The lab is devoted exclusively to the microscopic study of  slides. Almost all of them are of mammalian tissue and organs, including many specimens from human beings. The slides are of professional quality—the kind you would see in a pathology lab—and, for the most part, beautifully stained.

What you're supposed to do in lab is learn to think histologically! What's really challenging about the lab is trying to see the material spatially in three dimensions and temporally in four dimensions. For example, if a section has many circular profiles of similar tissue, you might imagine that the profiles were connected in a coiled tube, while if a section has cells sharing the same space but with different characteristics, you might imagine that the cells were differentiating from a common source.
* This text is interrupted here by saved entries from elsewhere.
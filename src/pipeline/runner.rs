//! Per-file feature pipeline
//!
//! Orchestrates the stages for one input:
//! 1. Channel reduction to mono
//! 2. Resampling to the analysis rate
//! 3. Mel-log spectrogram
//! 4. Fixed-width segmentation
//! 5. Container assembly and index rows

use anyhow::{Context, Result};
use std::path::Path;
use tracing::{debug, info};

use crate::audio::{reduce_to_mono, AudioLoader, MelExtractor, MelSpectrogram, Resampler, Waveform};
use crate::config::PipelineConfig;
use crate::error::FeatureResult;
use crate::export::{ExportAssembler, ExportBundle, ExportTarget};
use crate::segment::{Segmenter, WindowSegment};

/// Frame arithmetic of one processed file
#[derive(Debug, Clone, PartialEq)]
pub struct FileSummary {
    /// Source path
    pub source: String,
    /// Analysis sample rate
    pub sample_rate: u32,
    /// Spectrogram columns
    pub total_frames: usize,
    /// Window width in frames
    pub win_frames: usize,
    /// Window stride in frames
    pub step_frames: usize,
    /// Segments exported
    pub segments: usize,
}

/// Result of running the pipeline on one waveform
#[derive(Debug, Clone)]
pub struct ProcessedFile {
    /// Full dB spectrogram at full precision
    pub mel: MelSpectrogram,
    /// Segments at full precision
    pub segments: Vec<WindowSegment>,
    /// Export-ready arrays and index rows
    pub bundle: ExportBundle,
    /// Frame arithmetic
    pub summary: FileSummary,
}

/// Feature pipeline for one validated configuration
pub struct Pipeline {
    config: PipelineConfig,
    extractor: MelExtractor,
    segmenter: Segmenter,
    assembler: ExportAssembler,
}

impl Pipeline {
    /// Validate the configuration and prepare every stage.
    ///
    /// Fails before any audio is touched when the configuration is invalid.
    pub fn new(config: PipelineConfig) -> FeatureResult<Self> {
        config.validate()?;

        let extractor = MelExtractor::new(config.mel.clone())?;
        let segmenter = Segmenter::new(&config.segment, config.mel.sample_rate, config.mel.hop_length)?;
        let assembler = ExportAssembler::new(&config.mel, &config.segment, &config.export);

        debug!(
            "Pipeline ready: win_frames={}, step_frames={}",
            segmenter.win_frames(),
            segmenter.step_frames()
        );

        Ok(Self {
            config,
            extractor,
            segmenter,
            assembler,
        })
    }

    /// Get the configuration
    pub fn config(&self) -> &PipelineConfig {
        &self.config
    }

    /// Get the segmenter
    pub fn segmenter(&self) -> &Segmenter {
        &self.segmenter
    }

    /// Mono, resample and mel stages
    pub fn spectrogram(&self, wave: &Waveform) -> Result<MelSpectrogram> {
        let mono = reduce_to_mono(wave, self.config.mono)?;
        let mono = Resampler::to_rate(mono, self.config.mel.sample_rate)
            .context("Failed to resample audio")?;
        let mel = self.extractor.compute(&mono)?;
        Ok(mel)
    }

    /// Run every stage on an in-memory waveform. Nothing is written.
    pub fn process_waveform(&self, wave: &Waveform, target: &ExportTarget) -> Result<ProcessedFile> {
        let mel = self.spectrogram(wave)?;
        let segments = self.segmenter.split(&mel);
        let bundle = self.assembler.assemble(&segments, &mel, target)?;

        let summary = FileSummary {
            source: target.source.display().to_string(),
            sample_rate: self.config.mel.sample_rate,
            total_frames: mel.n_frames(),
            win_frames: self.segmenter.win_frames(),
            step_frames: self.segmenter.step_frames(),
            segments: segments.len(),
        };

        Ok(ProcessedFile {
            mel,
            segments,
            bundle,
            summary,
        })
    }

    /// Load `path`, run every stage and write its arrays under `out_root/<stem>/`
    pub fn process_file(&self, path: &Path, out_root: &Path) -> Result<ProcessedFile> {
        let wave = AudioLoader::load(path)?;
        debug!(
            "Loaded {:?}: {} Hz, {} channels, {:.2} s",
            path,
            wave.sample_rate,
            wave.channels,
            wave.duration()
        );

        let target = ExportTarget::for_source(path, out_root);
        let processed = self
            .process_waveform(&wave, &target)
            .with_context(|| format!("Failed to process {:?}", path))?;
        processed.bundle.write()?;

        info!(
            "{:?}: {} frames -> {} segments",
            path, processed.summary.total_frames, processed.summary.segments
        );
        Ok(processed)
    }
}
That's thinking histologically! And what would you imagine was going on in a cell with a vesicular, salt-and-pepper nucleus, a large nucleolus and a basophilic cytoplasm? And what about…? etc.

So what are you supposed to do in lab? Prior to thinking histologically, you have to know what you're thinking about. Your first objective in the lab, therefore, is to sift through what you see on slides, and learn to recognize every tissue and cell type broadly and specifically. In other words, learn everything on the slides backwards and forwards. The work is intended to be accumulative, however,—building on itself—so what you learn one time is of value another time. I don't expect you to learn everything about the slides the first time through, and you shouldn't either! Give yourself a break and the material time to sink in. The labs will actually get easier as the material gets more familiar.

You must bring Eroschenko, V. P., di Fiore's Atlas of Histology with Functional Correlations, 9th edition. Philadelphia: Lippincott Williams & Wilkins; 2000 to lab. It has excellent and realistic pictures of most things you will be expected to know, but not everything is illustrated (e.g., whole mount of muscle spindle), and some things illustrated are not represented in your slide sets (e.g., section of sympathetic trunk ganglion). Regrettably, some of the illustrations are idealized (e.g., the layers of the cerebral cortex) and misleading, but the Atlas should serve well as a guide for identifying tissues and cell types and should be your constant companion in lab.

You will be supplied with a compound microscope of professional quality, and I’ll teach you how to use it correctly to study the slides. You are expected to adjust your microscope before beginning each lab and use the instrument correctly throughout the course. Otherwise, you're not optimizing your opportunity to learn and may even reduce your ability to identify structures correctly. You are expected to draw, label, and take notes on what you see, but your drawings will not be evaluated or graded. You will have to supply your own drawing material (pencil [you may use colored pencils], sharpener, plain white paper [no lines please!] and eraser). Only one drawing should be placed on a page, although you may use parts of the same page for views of the material at different magnifications. Include all the information given on the slide label as well as magnification on your drawing. You will probably find that your drawings are the best source of information you will have for preparing for practical exams.

So what about the practical exams? You are expected to know these slides so well that you can identify any structure seen in the microscope virtually instantaneously.  During the practical exams, you will have forty-five seconds to make each identification, and that's a generous fifteen seconds more than you should need.

LABORATORY EXERCISES

In all, you have eleven laboratory exercises. I'll supply you with these, or you can download them on line by double clicking the entry on the lab schedule (below). These exercises are assigned for the dates listed, but you may use the slides at other times as well. As you will see, the slides have been placed in seven Histology Slide Collections. Each week, you are required to find all the assigned slides in one or another of the collections (see individual lab exercises for slide numbers and collection), although you may not be able to view all the slides in order, since other students will be viewing slides and the collections have fewer than 18 slides of any type. You are, nonetheless, responsible for all the assigned slides. After studying a slide you are expected to return it to the proper collection so other students can find it there.

You are not responsible for drawings or preparing laboratory reports, although I will examine your drawings and comment on them. I will frequently draw what I see through your microscope in order to illustrate a point, so you should have drawing paper and a pencil at hand.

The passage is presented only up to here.